//! DOM renderer for a component framework.
//!
//! Template command streams are built into render views (fragments, bound
//! elements, bound text nodes) over a [`trellis_dom::Document`]. Callers
//! address nodes only through the opaque references in [`api`], mutate them
//! through the [`Renderer`] trait, and drive enter/leave animations by ticking
//! the renderer's [`animate::AnimationScheduler`].

pub mod animate;
pub mod api;
mod config;
mod dom_renderer;
mod error;
pub mod events;
mod method;
mod registry;
mod styles_host;
pub mod template;
mod util;
pub mod view;
pub mod view_factory;

pub use api::{
    RenderElementRef, RenderEventDispatcher, RenderFragmentRef, RenderProtoViewRef, RenderViewRef,
    RenderViewWithFragments, Renderer, RendererId,
};
pub use config::RendererConfig;
pub use dom_renderer::{decorate_prevent_default, move_nodes_after_sibling, DomRenderer};
pub use error::{RenderError, Result};
pub use method::ElementMethod;
pub use registry::ComponentTemplateRegistry;
pub use styles_host::{DomSharedStylesHost, SharedStylesHost};
pub use template::{
    ComponentCmd, ElementCmd, EmbeddedTemplateCmd, EventBinding, RenderTemplateCmd, TemplateId,
};
pub use util::{attr_pairs, camel_case_to_dash_case};
pub use view::{EventCallback, EventDisposer, GlobalEventBinding, HydrationState, RenderView};
pub use view_factory::{create_render_view, NodeFactory};
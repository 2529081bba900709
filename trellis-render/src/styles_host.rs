//! Stylesheets shared between the document head and native shadow roots.

use crate::error::Result;
use indexmap::IndexSet;
use trellis_dom::{NodeId, SharedDocument};

/// Insertion-ordered, de-duplicated set of stylesheet sources.
#[derive(Debug, Default)]
pub struct SharedStylesHost {
    styles: IndexSet<String>,
}

impl SharedStylesHost {
    pub fn new() -> Self {
        Self::default()
    }

    /// Adds `styles`, returning only the ones not seen before.
    pub fn add_styles<S: AsRef<str>>(&mut self, styles: &[S]) -> Vec<String> {
        let mut additions = Vec::new();
        for style in styles {
            let style = style.as_ref();
            if self.styles.insert(style.to_string()) {
                additions.push(style.to_string());
            }
        }
        additions
    }

    pub fn styles(&self) -> impl Iterator<Item = &str> {
        self.styles.iter().map(String::as_str)
    }

    pub fn len(&self) -> usize {
        self.styles.len()
    }

    pub fn is_empty(&self) -> bool {
        self.styles.is_empty()
    }
}

/// Writes each shared style as a `<style>` element into every host:
/// `document.head` plus any shadow roots added later.
pub struct DomSharedStylesHost {
    document: SharedDocument,
    shared: SharedStylesHost,
    hosts: IndexSet<NodeId>,
}

impl DomSharedStylesHost {
    pub fn new(document: SharedDocument) -> Self {
        let mut hosts = IndexSet::new();
        hosts.insert(document.head());
        Self {
            document,
            shared: SharedStylesHost::new(),
            hosts,
        }
    }

    pub fn add_styles<S: AsRef<str>>(&mut self, styles: &[S]) -> Result<()> {
        let additions = self.shared.add_styles(styles);
        if additions.is_empty() {
            return Ok(());
        }
        tracing::debug!(count = additions.len(), hosts = self.hosts.len(), "sharing new styles");
        for host in &self.hosts {
            self.write_styles(&additions, *host)?;
        }
        Ok(())
    }

    /// Registers `host` and writes every known style into it. Adding an
    /// existing host does nothing.
    pub fn add_host(&mut self, host: NodeId) -> Result<()> {
        if !self.hosts.insert(host) {
            return Ok(());
        }
        let styles: Vec<&str> = self.shared.styles().collect();
        self.write_styles(&styles, host)
    }

    /// Stops sharing with `host`. Styles already written stay in place.
    pub fn remove_host(&mut self, host: NodeId) -> bool {
        self.hosts.shift_remove(&host)
    }

    pub fn hosts(&self) -> impl Iterator<Item = NodeId> + '_ {
        self.hosts.iter().copied()
    }

    pub fn styles(&self) -> impl Iterator<Item = &str> {
        self.shared.styles()
    }

    fn write_styles<S: AsRef<str>>(&self, styles: &[S], host: NodeId) -> Result<()> {
        for style in styles {
            let element = self.document.create_style_element(style.as_ref());
            self.document.append_child(host, element)?;
        }
        Ok(())
    }
}

#[cfg(test)]
mod tests {
    use super::*;
    use trellis_dom::Document;

    #[test]
    fn test_shared_styles_are_deduplicated_in_order() {
        let mut host = SharedStylesHost::new();
        assert_eq!(host.add_styles(&["a", "b"]), vec!["a", "b"]);
        assert_eq!(host.add_styles(&["b", "c", "a"]), vec!["c"]);
        assert_eq!(host.styles().collect::<Vec<_>>(), vec!["a", "b", "c"]);
    }

    #[test]
    fn test_head_receives_styles() {
        let document = Document::shared();
        let mut host = DomSharedStylesHost::new(document.clone());
        host.add_styles(&["p { color: red }"]).unwrap();
        host.add_styles(&["p { color: red }"]).unwrap();

        assert_eq!(
            document.inner_html(document.head()).unwrap(),
            "<style>p { color: red }</style>"
        );
    }

    #[test]
    fn test_new_host_gets_existing_styles_and_later_additions() {
        let document = Document::shared();
        let mut host = DomSharedStylesHost::new(document.clone());
        host.add_styles(&["a {}"]).unwrap();

        let element = document.create_element("x-card");
        let shadow = document.create_shadow_root(element).unwrap();
        host.add_host(shadow).unwrap();
        host.add_host(shadow).unwrap();
        assert_eq!(document.inner_html(shadow).unwrap(), "<style>a {}</style>");

        host.add_styles(&["b {}"]).unwrap();
        assert_eq!(
            document.inner_html(shadow).unwrap(),
            "<style>a {}</style><style>b {}</style>"
        );

        assert!(host.remove_host(shadow));
        host.add_styles(&["c {}"]).unwrap();
        assert_eq!(
            document.inner_html(shadow).unwrap(),
            "<style>a {}</style><style>b {}</style>"
        );
        assert_eq!(document.child_nodes(document.head()).len(), 3);
    }
}
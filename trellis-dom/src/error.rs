use crate::node::NodeId;
use thiserror::Error;

#[derive(Error, Debug, Clone, PartialEq, Eq)]
pub enum DomError {
    #[error("node {0} does not exist in this document")]
    NodeNotFound(NodeId),

    #[error("node {0} is not an element")]
    NotAnElement(NodeId),

    #[error("cannot insert {child} into {parent}: {reason}")]
    HierarchyRequest {
        parent: NodeId,
        child: NodeId,
        reason: &'static str,
    },

    #[error("element {0} already hosts a shadow root")]
    ShadowRootExists(NodeId),

    #[error("invalid selector \"{selector}\": {reason}")]
    InvalidSelector { selector: String, reason: String },
}

pub type Result<T> = std::result::Result<T, DomError>;
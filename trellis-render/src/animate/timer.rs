use std::cmp::Ordering;
use std::collections::BinaryHeap;
use std::time::Instant;

/// Identifies one scheduled completion.
#[derive(Debug, Clone, Copy, PartialEq, Eq, Hash, PartialOrd, Ord)]
pub struct TimerId(pub(crate) u64);

/// Timer entry with wake time and the completion it fires
#[derive(Debug, Clone)]
pub struct Timer {
    pub wake_time: Instant,
    pub id: TimerId,
}

impl PartialEq for Timer {
    fn eq(&self, other: &Self) -> bool {
        self.wake_time == other.wake_time && self.id == other.id
    }
}

impl Eq for Timer {}

impl PartialOrd for Timer {
    fn partial_cmp(&self, other: &Self) -> Option<Ordering> {
        Some(self.cmp(other))
    }
}

impl Ord for Timer {
    fn cmp(&self, other: &Self) -> Ordering {
        // Reversed for a min-heap; equal wake times fire in scheduling order
        other
            .wake_time
            .cmp(&self.wake_time)
            .then_with(|| other.id.cmp(&self.id))
    }
}

/// Min-heap of pending completions keyed by wake time
#[derive(Debug, Default)]
pub struct TimerQueue {
    heap: BinaryHeap<Timer>,
}

impl TimerQueue {
    pub fn new() -> Self {
        Self {
            heap: BinaryHeap::new(),
        }
    }

    pub fn schedule(&mut self, id: TimerId, wake_time: Instant) {
        self.heap.push(Timer { wake_time, id });
    }

    /// Get the next wake time without removing the timer
    pub fn peek_wake_time(&self) -> Option<Instant> {
        self.heap.peek().map(|timer| timer.wake_time)
    }

    /// Pop all timers that are ready (wake_time <= now), earliest first
    pub fn pop_ready(&mut self, now: Instant) -> Vec<TimerId> {
        let mut ready = Vec::new();
        while self.heap.peek().is_some_and(|timer| timer.wake_time <= now) {
            if let Some(timer) = self.heap.pop() {
                ready.push(timer.id);
            }
        }
        ready
    }

    /// Pop every timer regardless of wake time, earliest first
    pub fn drain(&mut self) -> Vec<TimerId> {
        let mut all = Vec::with_capacity(self.heap.len());
        while let Some(timer) = self.heap.pop() {
            all.push(timer.id);
        }
        all
    }

    pub fn len(&self) -> usize {
        self.heap.len()
    }

    pub fn is_empty(&self) -> bool {
        self.heap.is_empty()
    }
}

#[cfg(test)]
mod tests {
    use super::*;
    use std::time::Duration;

    #[test]
    fn test_timer_ordering() {
        let now = Instant::now();
        let later = Timer {
            wake_time: now + Duration::from_millis(100),
            id: TimerId(1),
        };
        let sooner = Timer {
            wake_time: now + Duration::from_millis(50),
            id: TimerId(2),
        };

        // Earlier wake time has the higher priority
        assert!(sooner > later);
    }

    #[test]
    fn test_timer_queue_order() {
        let now = Instant::now();
        let mut queue = TimerQueue::new();

        queue.schedule(TimerId(1), now + Duration::from_millis(300));
        queue.schedule(TimerId(2), now + Duration::from_millis(100));
        queue.schedule(TimerId(3), now + Duration::from_millis(200));
        assert_eq!(queue.len(), 3);

        assert_eq!(queue.pop_ready(now + Duration::from_millis(150)), vec![TimerId(2)]);
        assert_eq!(queue.pop_ready(now + Duration::from_millis(250)), vec![TimerId(3)]);
        assert_eq!(queue.pop_ready(now + Duration::from_millis(350)), vec![TimerId(1)]);
        assert!(queue.is_empty());
    }

    #[test]
    fn test_equal_wake_times_fire_in_schedule_order() {
        let now = Instant::now();
        let mut queue = TimerQueue::new();
        for id in [4, 1, 3, 2] {
            queue.schedule(TimerId(id), now);
        }

        assert_eq!(
            queue.pop_ready(now),
            vec![TimerId(1), TimerId(2), TimerId(3), TimerId(4)]
        );
    }

    #[test]
    fn test_peek_and_drain() {
        let now = Instant::now();
        let mut queue = TimerQueue::new();
        assert!(queue.peek_wake_time().is_none());

        queue.schedule(TimerId(1), now + Duration::from_secs(10));
        queue.schedule(TimerId(2), now + Duration::from_secs(5));
        assert_eq!(queue.peek_wake_time(), Some(now + Duration::from_secs(5)));

        assert_eq!(queue.drain(), vec![TimerId(2), TimerId(1)]);
        assert!(queue.is_empty());
    }
}
use crate::error::{DomError, Result};
use crate::event::{DomEvent, EventTarget, Listener, ListenerId, ListenerRegistry};
use crate::node::{ElementData, NodeArena, NodeId, NodeKind};
use crate::selector::Selector;
use serde_json::Value;
use std::cell::{Cell, RefCell};
use std::rc::Rc;

/// Shared handle to a document (interior mutability handled internally).
pub type SharedDocument = Rc<Document>;

/// Single-threaded document tree: `#document > html > (head, body)`.
///
/// Every method takes `&self`; borrows of the arena never outlive a call, so
/// listeners invoked by [`Document::dispatch_event`] may mutate the document.
pub struct Document {
    arena: RefCell<NodeArena>,
    listeners: RefCell<ListenerRegistry>,
    root: NodeId,
    document_element: NodeId,
    head: NodeId,
    body: NodeId,
    active_element: Cell<Option<NodeId>>,
}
========================================
[WHAT YOU WILL DO] Please write out the material word for word from its first line through the line holding "pub use config::RendererConfig;", including both, and no line past it.

[WRITTEN SOLUTION]
//! DOM renderer for a component framework.
//!
//! Template command streams are built into render views (fragments, bound
//! elements, bound text nodes) over a [`trellis_dom::Document`]. Callers
//! address nodes only through the opaque references in [`api`], mutate them
//! through the [`Renderer`] trait, and drive enter/leave animations by ticking
//! the renderer's [`animate::AnimationScheduler`].

pub mod animate;
pub mod api;
mod config;
mod dom_renderer;
mod error;
pub mod events;
mod method;
mod registry;
mod styles_host;
pub mod template;
mod util;
pub mod view;
pub mod view_factory;

pub use api::{
    RenderElementRef, RenderEventDispatcher, RenderFragmentRef, RenderProtoViewRef, RenderViewRef,
    RenderViewWithFragments, Renderer, RendererId,
};
pub use config::RendererConfig;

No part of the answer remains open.